Sua primeira campanha de deter a invasão Orc foi considerada um sucesso, mas não para ela. Os primeiros amigos que fez em pouco tempo haviam morrido, e ela foi surpreendida com a notícia de que seu pai estaria doente.

Após muito tempo, ela viu o seu pai.

Sempre teve uma visão positiva dele, um homem alto, forte, alguém que transmitia uma confiança inimaginável, mas vê-lo ali, deitado na cama, fez toda visão que alimentava de seu pai ser destruída.

A fim de compensar o tempo perdido, Fangil passou o máximo de tempo possível que o restava com a filha.

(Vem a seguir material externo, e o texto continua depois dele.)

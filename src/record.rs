use std::io::{Read, Write};

use byteorder::{LittleEndian, ReadBytesExt, WriteBytesExt};

use crate::graph::*;

pub type Result<T> = std::io::Result<T>;

/// A value with a fixed-size little-endian on-disk layout.
pub trait Record: Copy + Sized {
    const SIZE: usize;

    fn write_to<W: Write>(&self, writer: &mut W) -> Result<()>;
    fn read_from<R: Read>(reader: &mut R) -> Result<Self>;
}

impl Record for Node {
    const SIZE: usize = 8;

    fn write_to<W: Write>(&self, writer: &mut W) -> Result<()> {
        writer.write_u64::<LittleEndian>(*self)
    }

    fn read_from<R: Read>(reader: &mut R) -> Result<Self> {
        reader.read_u64::<LittleEndian>()
    }
}

impl Record for Edge {
    const SIZE: usize = 2 * Node::SIZE;

    fn write_to<W: Write>(&self, writer: &mut W) -> Result<()> {
        writer.write_u64::<LittleEndian>(self.0)?;
        writer.write_u64::<LittleEndian>(self.1)
    }

    fn read_from<R: Read>(reader: &mut R) -> Result<Self> {
        let first = reader.read_u64::<LittleEndian>()?;
        let second = reader.read_u64::<LittleEndian>()?;
        Ok(Edge(first, second))
    }
}

#[cfg(test)]
mod test {
    use super::*;

    #[test]
    fn edge_layout() {
        let mut buffer = Vec::new();
        Edge(1, 0x0203).write_to(&mut buffer).unwrap();

        assert_eq!(buffer.len(), Edge::SIZE);
        assert_eq!(
            buffer,
            vec![1, 0, 0, 0, 0, 0, 0, 0, 3, 2, 0, 0, 0, 0, 0, 0]
        );

        let edge = Edge::read_from(&mut buffer.as_slice()).unwrap();
        assert_eq!(edge, Edge(1, 0x0203));
    }

    #[test]
    fn truncated_record() {
        let buffer = [0u8; 12];
        let err = Edge::read_from(&mut &buffer[..]).unwrap_err();
        assert_eq!(err.kind(), std::io::ErrorKind::UnexpectedEof);
    }
}
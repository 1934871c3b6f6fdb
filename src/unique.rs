use crate::graph::{Degree, Rank};

pub type Result<T> = std::io::Result<T>;

/// Cursor over a sorted source that collapses runs of equal elements.
///
/// The stream always points at the current run: [`id`](Self::id) is its
/// representative, [`degree`](Self::degree) its length and [`rank`](Self::rank)
/// the number of distinct values before it. Once the source is exhausted,
/// [`is_empty`](Self::is_empty) turns true and `rank` equals the number of
/// distinct values.
pub struct UniqueStream<I, T> {
    source: I,
    lookahead: Option<T>,
    id: T,
    degree: Degree,
    rank: Rank,
    empty: bool,
}

impl<I, T> UniqueStream<I, T>
where
    I: Iterator<Item = Result<T>>,
    T: Copy + PartialEq + Default,
{
    pub fn new(source: I) -> Result<Self> {
        let mut stream = Self {
            source,
            lookahead: None,
            id: T::default(),
            degree: 0,
            rank: 0,
            empty: false,
        };
        stream.fetch()?;
        Ok(stream)
    }

    /// Moves to the next run. A no-op on an exhausted stream.
    pub fn advance(&mut self) -> Result<()> {
        if self.empty {
            return Ok(());
        }

        self.fetch()?;
        self.rank += 1;
        Ok(())
    }

    pub fn id(&self) -> T {
        self.id
    }

    pub fn degree(&self) -> Degree {
        self.degree
    }

    pub fn rank(&self) -> Rank {
        self.rank
    }

    pub fn is_empty(&self) -> bool {
        self.empty
    }

    /// Gives back the source; its position is somewhere past the current run.
    pub fn into_source(self) -> I {
        self.source
    }

    fn fetch(&mut self) -> Result<()> {
        let first = match self.lookahead.take() {
            Some(x) => x,
            None => match self.source.next() {
                Some(x) => x?,
                None => {
                    self.empty = true;
                    self.degree = 0;
                    return Ok(());
                }
            },
        };

        self.id = first;
        self.degree = 1;

        for x in self.source.by_ref() {
            let x = x?;
            if x != first {
                self.lookahead = Some(x);
                break;
            }
            self.degree += 1;
        }

        Ok(())
    }
}

#[cfg(test)]
mod test {
    use super::*;
    use crate::graph::Edge;

    fn stream_of<T: Copy>(items: &[T]) -> impl Iterator<Item = Result<T>> + '_ {
        items.iter().copied().map(Ok)
    }

    #[test]
    fn collapses_runs() {
        let items = [1u64, 1, 1, 4, 7, 7];
        let mut stream = UniqueStream::new(stream_of(&items)).unwrap();

        let mut runs = Vec::new();
        while !stream.is_empty() {
            runs.push((stream.id(), stream.degree(), stream.rank()));
            stream.advance().unwrap();
        }

        assert_eq!(runs, vec![(1, 3, 0), (4, 1, 1), (7, 2, 2)]);
        assert_eq!(stream.rank(), 3);

        stream.advance().unwrap();
        assert!(stream.is_empty());
        assert_eq!(stream.rank(), 3);
    }

    #[test]
    fn empty_source() {
        let stream = UniqueStream::new(stream_of::<u64>(&[])).unwrap();
        assert!(stream.is_empty());
        assert_eq!(stream.rank(), 0);
        assert_eq!(stream.degree(), 0);
    }

    #[test]
    fn edges() {
        let items = [Edge(2, 5), Edge(2, 5), Edge(5, 2)];
        let mut stream = UniqueStream::new(stream_of(&items)).unwrap();

        assert_eq!((stream.id(), stream.degree()), (Edge(2, 5), 2));
        stream.advance().unwrap();
        assert_eq!((stream.id(), stream.degree()), (Edge(5, 2), 1));
        stream.advance().unwrap();
        assert!(stream.is_empty());
    }

    #[test]
    fn propagates_errors() {
        let items = vec![
            Ok(1u64),
            Ok(1),
            Err(std::io::Error::new(std::io::ErrorKind::Other, "broken")),
        ];
        assert!(UniqueStream::new(items.into_iter()).is_err());
    }
}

Sempre martelava na cabeça dela a ideia de unificar todo centro-leste, um sonho que sempre teve, alimentando essa ideia na sua filha que lembrava em muito a sua falecida esposa, mas agora, com quinze anos, Ayla já havia moldado o seu senso crítico. Ela sabia que escolhas tomar, qual caminho seguir, quais alianças fazer e em quem confiar, afinal, ela foi treinada para isso.

Seu pai já não tinha tanto tempo sobrando, então tentou convencer a filha a se casar com algum nobre poderoso, mas ela negou veementemente.  Na mente de Ayla, o seu marido teria que se parecer com seu pai em seus dias de glória, alguém que não fosse somente forte, mas que transmitisse isso para uma nação.

Enquanto as moças de sua idade formavam uma família, eram cortejadas com frequência e tinham uma vida regada a bailes e festas, ela continuou centrada, focada em se fortalecer, alimentando em si o sonho de seu pai. Dizia para si mesma que não precisava de nada disso, mentia para si, dizendo ser superior aquelas meninas.

Isso a isolou.

Seus conselheiros costumavam influenciar suas decisões, e ela aceitava coisa ou outra para evitar conflito. O jogo deles era escancarado, e por entender isso através de nuances, Ayla passou a desconfiar de todos eles.

Ela ficou arrogante, amargurada, e isso só a afastou de ter amizades saudáveis, pois para ela, não havia ninguém que enxergava como um igual.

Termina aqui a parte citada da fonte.